Start of Exercise data

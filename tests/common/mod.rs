//! A scripted engine for driving the facade without native code.

#![allow(dead_code)]

use std::collections::HashMap;
use std::sync::atomic::{AtomicUsize, Ordering};
use std::sync::{Arc, Mutex};
use std::thread;
use std::time::Duration;

use tracing_subscriber::EnvFilter;
use unbound_bridge::conf::ContextConfig;
use unbound_bridge::engine::{
    Completion, Engine, EngineContext, EngineError,
};

/// Setup logging of events reported by the crate and the test suite.
///
/// Use the RUST_LOG environment variable to override the defaults, e.g.
/// RUST_LOG=unbound_bridge=trace.
pub fn init_logging() {
    tracing_subscriber::fmt()
        .with_env_filter(EnvFilter::from_default_env())
        .with_thread_ids(true)
        .without_time()
        .try_init()
        .ok();
}

//------------ Script --------------------------------------------------------

/// What the scripted engine does with a lookup for a given address.
#[derive(Clone)]
pub enum Script {
    /// Complete with the given answer after the given delay.
    Answer(Duration, Option<String>),

    /// Fail with the given reason after the given delay.
    Fail(Duration, String),

    /// Refuse the request at dispatch, before any completion exists.
    Reject(String),
}

/// The hostname the engine derives for unscripted addresses.
pub fn derived_hostname(addr: &[u8]) -> String {
    let mut name = String::new();
    for byte in addr {
        name.push_str(&byte.to_string());
        name.push('-');
    }
    name.push_str("ptr.example.net.");
    name
}

//------------ MockEngine ----------------------------------------------------

/// An engine that completes lookups from a script, each on its own thread.
///
/// Addresses without a script entry resolve to [`derived_hostname`] after
/// a short delay, so concurrency tests can check that every future gets
/// the answer that belongs to its own address.
pub struct MockEngine {
    /// Contexts created so far.
    created: Arc<AtomicUsize>,

    /// Contexts torn down so far.
    destroyed: Arc<AtomicUsize>,

    /// Lookups handed to the engine so far.
    dispatched: Arc<AtomicUsize>,

    /// Scripted behaviour by address bytes.
    scripts: Arc<Mutex<HashMap<Vec<u8>, Script>>>,
}

impl MockEngine {
    pub fn new() -> Arc<Self> {
        Arc::new(MockEngine {
            created: Arc::new(AtomicUsize::new(0)),
            destroyed: Arc::new(AtomicUsize::new(0)),
            dispatched: Arc::new(AtomicUsize::new(0)),
            scripts: Arc::new(Mutex::new(HashMap::new())),
        })
    }

    /// Scripts the engine's behaviour for one address.
    pub fn script(&self, addr: &[u8], script: Script) {
        self.scripts
            .lock()
            .unwrap()
            .insert(addr.to_vec(), script);
    }

    pub fn created(&self) -> usize {
        self.created.load(Ordering::SeqCst)
    }

    pub fn destroyed(&self) -> usize {
        self.destroyed.load(Ordering::SeqCst)
    }

    pub fn dispatched(&self) -> usize {
        self.dispatched.load(Ordering::SeqCst)
    }

    /// Waits until the given number of contexts has been torn down.
    pub fn wait_for_destroyed(&self, count: usize, deadline: Duration) -> bool {
        let start = std::time::Instant::now();
        while start.elapsed() < deadline {
            if self.destroyed() >= count {
                return true;
            }
            thread::sleep(Duration::from_millis(5));
        }
        self.destroyed() >= count
    }
}

impl Engine for MockEngine {
    fn create_context(
        &self,
        _config: &ContextConfig,
    ) -> Result<Box<dyn EngineContext>, EngineError> {
        self.created.fetch_add(1, Ordering::SeqCst);
        Ok(Box::new(MockContext {
            destroyed: self.destroyed.clone(),
            dispatched: self.dispatched.clone(),
            scripts: self.scripts.clone(),
        }))
    }

    fn version(&self) -> String {
        String::from("mock-1.0.0")
    }
}

//------------ MockContext ---------------------------------------------------

struct MockContext {
    destroyed: Arc<AtomicUsize>,
    dispatched: Arc<AtomicUsize>,
    scripts: Arc<Mutex<HashMap<Vec<u8>, Script>>>,
}

impl EngineContext for MockContext {
    fn reverse_lookup(
        &self,
        addr: &[u8],
        done: Completion,
    ) -> Result<(), EngineError> {
        self.dispatched.fetch_add(1, Ordering::SeqCst);
        let script = self
            .scripts
            .lock()
            .unwrap()
            .get(addr)
            .cloned()
            .unwrap_or_else(|| {
                Script::Answer(
                    Duration::from_millis(u64::from(
                        addr.last().copied().unwrap_or(0) % 5,
                    )),
                    Some(derived_hostname(addr)),
                )
            });
        if let Script::Reject(reason) = &script {
            return Err(EngineError::new(reason.clone()));
        }
        // Complete on a thread of the engine's own, like the real engine
        // does.
        thread::spawn(move || match script {
            Script::Answer(delay, answer) => {
                thread::sleep(delay);
                done(Ok(answer));
            }
            Script::Fail(delay, reason) => {
                thread::sleep(delay);
                done(Err(EngineError::new(reason)));
            }
            Script::Reject(_) => unreachable!(),
        });
        Ok(())
    }
}

impl Drop for MockContext {
    fn drop(&mut self) {
        self.destroyed.fetch_add(1, Ordering::SeqCst);
    }
}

End of Exercise data

▸ What you are asked to do:
Each line above must be printed exactly as it appears.

▸ Answer box:
filename tests/common/mod.rs
//! A scripted engine for driving the facade without native code.

#![allow(dead_code)]

use std::collections::HashMap;
use std::sync::atomic::{AtomicUsize, Ordering};
use std::sync::{Arc, Mutex};
use std::thread;
use std::time::Duration;

use tracing_subscriber::EnvFilter;
use unbound_bridge::conf::ContextConfig;
use unbound_bridge::engine::{
    Completion, Engine, EngineContext, EngineError,
};

/// Setup logging of events reported by the crate and the test suite.
///
/// Use the RUST_LOG environment variable to override the defaults, e.g.
/// RUST_LOG=unbound_bridge=trace.
pub fn init_logging() {
    tracing_subscriber::fmt()
        .with_env_filter(EnvFilter::from_default_env())
        .with_thread_ids(true)
        .without_time()
        .try_init()
        .ok();
}

//------------ Script --------------------------------------------------------

/// What the scripted engine does with a lookup for a given address.
#[derive(Clone)]
pub enum Script {
    /// Complete with the given answer after the given delay.
    Answer(Duration, Option<String>),

    /// Fail with the given reason after the given delay.
    Fail(Duration, String),

    /// Refuse the request at dispatch, before any completion exists.
    Reject(String),
}

/// The hostname the engine derives for unscripted addresses.
pub fn derived_hostname(addr: &[u8]) -> String {
    let mut name = String::new();
    for byte in addr {
        name.push_str(&byte.to_string());
        name.push('-');
    }
    name.push_str("ptr.example.net.");
    name
}

//------------ MockEngine ----------------------------------------------------

/// An engine that completes lookups from a script, each on its own thread.
///
/// Addresses without a script entry resolve to [`derived_hostname`] after
/// a short delay, so concurrency tests can check that every future gets
/// the answer that belongs to its own address.
pub struct MockEngine {
    /// Contexts created so far.
    created: Arc<AtomicUsize>,

    /// Contexts torn down so far.
    destroyed: Arc<AtomicUsize>,

    /// Lookups handed to the engine so far.
    dispatched: Arc<AtomicUsize>,

    /// Scripted behaviour by address bytes.
    scripts: Arc<Mutex<HashMap<Vec<u8>, Script>>>,
}

impl MockEngine {
    pub fn new() -> Arc<Self> {
        Arc::new(MockEngine {
            created: Arc::new(AtomicUsize::new(0)),
            destroyed: Arc::new(AtomicUsize::new(0)),
            dispatched: Arc::new(AtomicUsize::new(0)),
            scripts: Arc::new(Mutex::new(HashMap::new())),
        })
    }

    /// Scripts the engine's behaviour for one address.
    pub fn script(&self, addr: &[u8], script: Script) {
        self.scripts
            .lock()
            .unwrap()
            .insert(addr.to_vec(), script);
    }

    pub fn created(&self) -> usize {
        self.created.load(Ordering::SeqCst)
    }

    pub fn destroyed(&self) -> usize {
        self.destroyed.load(Ordering::SeqCst)
    }

    pub fn dispatched(&self) -> usize {
        self.dispatched.load(Ordering::SeqCst)
    }

    /// Waits until the given number of contexts has been torn down.
    pub fn wait_for_destroyed(&self, count: usize, deadline: Duration) -> bool {
        let start = std::time::Instant::now();
        while start.elapsed() < deadline {
            if self.destroyed() >= count {
                return true;
            }
            thread::sleep(Duration::from_millis(5));
        }
        self.destroyed() >= count
    }
}

impl Engine for MockEngine {
    fn create_context(
        &self,
        _config: &ContextConfig,
    ) -> Result<Box<dyn EngineContext>, EngineError> {
        self.created.fetch_add(1, Ordering::SeqCst);
        Ok(Box::new(MockContext {
            destroyed: self.destroyed.clone(),
            dispatched: self.dispatched.clone(),
            scripts: self.scripts.clone(),
        }))
    }

    fn version(&self) -> String {
        String::from("mock-1.0.0")
    }
}

//------------ MockContext ---------------------------------------------------

struct MockContext {
    destroyed: Arc<AtomicUsize>,
    dispatched: Arc<AtomicUsize>,
    scripts: Arc<Mutex<HashMap<Vec<u8>, Script>>>,
}

impl EngineContext for MockContext {
    fn reverse_lookup(
        &self,
        addr: &[u8],
        done: Completion,
    ) -> Result<(), EngineError> {
        self.dispatched.fetch_add(1, Ordering::SeqCst);
        let script = self
            .scripts
            .lock()
            .unwrap()
            .get(addr)
            .cloned()
            .unwrap_or_else(|| {
                Script::Answer(
                    Duration::from_millis(u64::from(
                        addr.last().copied().unwrap_or(0) % 5,
                    )),
                    Some(derived_hostname(addr)),
                )
            });
        if let Script::Reject(reason) = &script {
            return Err(EngineError::new(reason.clone()));
        }
        // Complete on a thread of the engine's own, like the real engine
        // does.
        thread::spawn(move || match script {
            Script::Answer(delay, answer) => {
                thread::sleep(delay);
                done(Ok(answer));
            }
            Script::Fail(delay, reason) => {
                thread::sleep(delay);
                done(Err(EngineError::new(reason)));
            }
            Script::Reject(_) => unreachable!(),
        });
        Ok(())
    }
}

impl Drop for MockContext {
    fn drop(&mut self) {
        self.destroyed.fetch_add(1, Ordering::SeqCst);
    }
}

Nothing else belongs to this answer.